:: What the task asks ::
Look over the lines below. Report each one that includes the string "Runtime".

:: Given entries ::
========
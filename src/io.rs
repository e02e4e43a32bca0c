//! Convenience loops over `op_read` and `op_write`

use crate::dispatch::{Op, OpValue};
use crate::error::{ErrorKind, OpError, OpResult};
use crate::runtime::Runtime;
use crate::table::Handle;

/// Chunk size used by [`read_to_end`]
pub const READ_CHUNK: usize = 16 * 1024;

/// Write all of `data`, issuing as many `op_write`s as it takes
pub async fn write_all(rt: &Runtime, rid: Handle, data: &[u8]) -> OpResult<()> {
    let mut offset = 0;
    while offset < data.len() {
        let written = rt
            .dispatch_async(
                Op::Write {
                    rid,
                    data: data[offset..].to_vec(),
                },
                None,
            )
            .await
            .and_then(OpValue::into_count)?;
        if written == 0 {
            return Err(OpError::new(ErrorKind::WriteZero, "failed to write whole buffer"));
        }
        offset += written;
    }
    Ok(())
}

/// Read until end of stream
pub async fn read_to_end(rt: &Runtime, rid: Handle) -> OpResult<Vec<u8>> {
    let mut out = Vec::new();
    loop {
        let chunk = rt
            .dispatch_async(Op::Read { rid, len: READ_CHUNK }, None)
            .await
            .and_then(OpValue::into_bytes)?;
        if chunk.is_empty() {
            return Ok(out);
        }
        out.extend_from_slice(&chunk);
    }
}

#[cfg(test)]
mod tests {
    use super::*;
    use crate::ops::fs::OpenOptions;
    use std::io::SeekFrom;

    #[test]
    fn test_file_write_all_then_read_to_end() {
        let dir = std::env::temp_dir().join(format!("resio-io-{}", std::process::id()));
        std::fs::create_dir_all(&dir).unwrap();
        let path = dir.join("data.bin");

        let rt = Runtime::new().unwrap();
        let rid = rt
            .dispatch_sync(Op::OpenSync {
                path: path.clone(),
                options: OpenOptions::new().read(true).write(true).create(true).truncate(true),
            })
            .and_then(OpValue::into_handle)
            .unwrap();

        let payload: Vec<u8> = (0..40_000u32).map(|i| (i % 251) as u8).collect();
        let read_back = rt.block_on(async {
            write_all(&rt, rid, &payload).await?;
            rt.dispatch_sync(Op::Seek {
                rid,
                from: SeekFrom::Start(0),
            })?;
            read_to_end(&rt, rid).await
        });
        assert_eq!(read_back.unwrap(), payload);

        rt.close(rid).unwrap();
        std::fs::remove_dir_all(&dir).unwrap();
    }
}
//! Filesystem watches
//!
//! Notifications are read in batches and queued on the resource; each poll
//! hands out exactly one event. Only one poll may be in flight per watch: a
//! second, overlapping poll fails with `Busy`.
//!
//! Watching is implemented with inotify and therefore Linux only.

#[cfg(target_os = "linux")]
mod inotify;

#[cfg(target_os = "linux")]
pub use inotify::WatchResource;
#[cfg(target_os = "linux")]
pub(crate) use inotify::{open, poll};

use std::fmt;
use std::path::PathBuf;

/// What happened to the affected paths
#[derive(Debug, Clone, Copy, PartialEq, Eq, Hash)]
pub enum FsEventKind {
    Create,
    Modify,
    Remove,
    Rename,
    Access,
    /// Unclassified, e.g. the kernel queue overflowed
    Any,
}

impl fmt::Display for FsEventKind {
    fn fmt(&self, f: &mut fmt::Formatter<'_>) -> fmt::Result {
        let name = match self {
            FsEventKind::Create => "create",
            FsEventKind::Modify => "modify",
            FsEventKind::Remove => "remove",
            FsEventKind::Rename => "rename",
            FsEventKind::Access => "access",
            FsEventKind::Any => "any",
        };
        f.write_str(name)
    }
}

/// A filesystem change notification
#[derive(Debug, Clone, PartialEq, Eq)]
pub struct FsEvent {
    pub kind: FsEventKind,
    pub paths: Vec<PathBuf>,
}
========
:: Output for this exercise ::
use crate::runtime::Runtime;
pub async fn write_all(rt: &Runtime, rid: Handle, data: &[u8]) -> OpResult<()> {
pub async fn read_to_end(rt: &Runtime, rid: Handle) -> OpResult<Vec<u8>> {
        let rt = Runtime::new().unwrap();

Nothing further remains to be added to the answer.